Monday, Apr. 30, 1928
Stalin Speaks
Throughout the Soviet Union it is a grim jest to say that neither the Voice of God nor that of the People can be heard above the silence of Comrade Josef Stalin. Always shabbily dressed, the Dictator prefers to dominate Russia from his unobtrusive post of Secretary of the Communist Party--the only political group permitted to exist. Even at party gatherings Secretary Stalin habitually sits in watchful silence on the back row of a crowded speakers' platform. Therefore when the man whose name means "Steel" suddenly chose to speak, last week, before the Central Committee and the Central Control Committee of the Communist Party, his few words were treasured up as pregnant oracles.
Rustication. The Dictator sternly warned party executives that they must not lose contact with the masses, nor ignore or stifle criticism, nor fail to take effective precautions in advance of looming difficulties. Each of them must spend, he said, at least one month per year in the provinces, doing local party work.
Grain Hoarding. Secondly M. Stalin announced that unrelenting pressure would be maintained upon the Peasant Squires or "Fists" who hoarded their grain during the last three months of 1927 and finally produced something very like an artificial famine (TIME, Feb. 27).
"These Kulak speculators," rasped M. Stalin, "shall be prevented from ever again attempting to starve the Red Army and the urban Proletariat."
As everyone knows, the recent "speculators' famine" was broken by sending through the provinces bands of strong-arm grain collectors who literally forced the peasants to sell their hoarded grain at the fixed prices offered by the State.

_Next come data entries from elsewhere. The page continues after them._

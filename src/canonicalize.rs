//! Deterministic canonical ordering for a [`GraphConfig`].
//!
//! Two configs that differ only in node/edge/entrypoint order are the same
//! graph. Canonicalization sorts all three into a stable order so content
//! hashing, diffing, and round-trip equality checks all agree.

use crate::ir::{BuiltinEdgeCondition, Edge, EdgeWhen, GraphConfig};

fn when_sort_key(when: &Option<EdgeWhen>) -> (u8, String, String, String) {
    match when {
        None => (0, String::new(), String::new(), String::new()),
        Some(EdgeWhen::Builtin(cond)) => {
            let label = match cond {
                BuiltinEdgeCondition::HasToolCalls => "has_tool_calls",
                BuiltinEdgeCondition::NoToolCalls => "no_tool_calls",
            };
            (1, label.to_string(), String::new(), String::new())
        }
        Some(EdgeWhen::Custom(pred)) => {
            let operator = serde_json::to_string(&pred.operator).unwrap_or_default();
            let value = serde_json::to_string(&pred.value).unwrap_or_default();
            (2, pred.state_path.clone(), operator, value)
        }
    }
}

fn edge_sort_key(edge: &Edge) -> (String, i64, u8, String, String, String, String) {
    let (when_type, when_path, when_operator, when_value) = when_sort_key(&edge.when);
    (
        edge.from_node.clone(),
        -i64::from(edge.priority),
        when_type,
        when_path,
        when_operator,
        when_value,
        edge.to_node.clone(),
    )
}

/// Return a canonical form of `config`: nodes sorted by id, edges sorted by
/// `(from_node, -priority, when, to_node)`, entrypoints sorted
/// lexicographically.
#[must_use]
pub fn canonicalize_graph_config(mut config: GraphConfig) -> GraphConfig {
    config.graph.nodes.sort_by(|a, b| a.id.cmp(&b.id));
    config
        .graph
        .edges
        .sort_by(|a, b| edge_sort_key(a).cmp(&edge_sort_key(b)));
    config.graph.entrypoints.sort();
    config
}

/// Parse then canonicalize in one step.
pub fn parse_and_canonicalize_graph_config(
    raw: &serde_json::Value,
) -> Result<GraphConfig, crate::parser::ParseError> {
    let parsed = crate::parser::parse_graph_config(raw)?;
    Ok(canonicalize_graph_config(parsed))
}

#[cfg(test)]
mod tests {
    use super::*;
    use serde_json::json;

    fn node(id: &str) -> crate::ir::Node {
        crate::ir::Node {
            id: id.to_string(),
            name: id.to_string(),
            description: None,
            reads: vec![],
            writes: vec![],
            kind: crate::ir::NodeKind::Transform(crate::ir::TransformNodeConfig {
                template: "x".to_string(),
                output_key: "out".to_string(),
                input_keys: vec![],
            }),
        }
    }

    #[test]
    fn sorts_nodes_by_id() {
        let raw = json!({
            "schema_version": "3.0",
            "key": "demo",
            "graph": {
                "nodes": [],
                "edges": [],
                "entrypoints": ["b", "a"],
            },
        });
        let mut config: GraphConfig = serde_json::from_value(raw).unwrap();
        config.graph.nodes = vec![node("zeta"), node("alpha")];
        let canonical = canonicalize_graph_config(config);
        assert_eq!(canonical.graph.nodes[0].id, "alpha");
        assert_eq!(canonical.graph.entrypoints, vec!["a", "b"]);
    }

    #[test]
    fn sorts_edges_by_source_then_descending_priority() {
        let mut config = GraphConfig {
            schema_version: "3.0".to_string(),
            key: "demo".to_string(),
            revision: 1,
            graph: crate::ir::GraphIr {
                nodes: vec![],
                edges: vec![
                    Edge {
                        from_node: "a".to_string(),
                        to_node: "c".to_string(),
                        when: None,
                        priority: 0,
                        label: None,
                    },
                    Edge {
                        from_node: "a".to_string(),
                        to_node: "b".to_string(),
                        when: None,
                        priority: 5,
                        label: None,
                    },
                ],
                entrypoints: vec!["a".to_string()],
            },
            state: crate::ir::StateContract::default(),
            deps: None,
            limits: crate::ir::Limits::default(),
            metadata: None,
            ui: None,
        };
        config = canonicalize_graph_config(config);
        assert_eq!(config.graph.edges[0].to_node, "b");
        assert_eq!(config.graph.edges[1].to_node, "c");
    }
}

Economic Intervention. Lastly, Dictator Stalin stated with apparent deadly seriousness that the Capitalistic Powers, having failed to penetrate Russia by "military intervention" in 1918-20, are now seeking to subvert the Soviet State by "economic intervention carried out by bourgeois technicians."
M. Stalin explained that he referred especially to the six German engineers who were recently arrested in the new
Russian industrial region of the Don and charged with "counter revolutionary sabotage." Only two of these men have been released, despite the repeated protests of the German Government.
Apparently M. Stalin is convinced that even the few foreign technicians who have been imported to teach Russians the tricks of industrial trades now constitute a counter-revolutionary menace and are subsidized by the Capitalist Powers.
He concluded: "For the future there are only two possibilities. Either we pursue our revolutionary policy in organizing the proletarians suppressed in all countries around the working class of the Soviet Union--in this case international capital will attempt to prevent our promotion by all means--or we abandon our revolutionary policy and make a number of concessions to international capital. In the latter case international capital possibly would be willing to assist us to degenerate our Socialist State into a bourgeois republic.
"But, since we cannot make concessions in principle without abandoning ourselves, we must be prepared that international capital will continue to wrong us in all ways."
Observers recalled that Stalin, though phenomenally astute in Russian matters, has never visited Europe, speaks neither English, French nor German, and is at a disadvantage when he attempts to estimate mentality and machinations of Occidental Powers.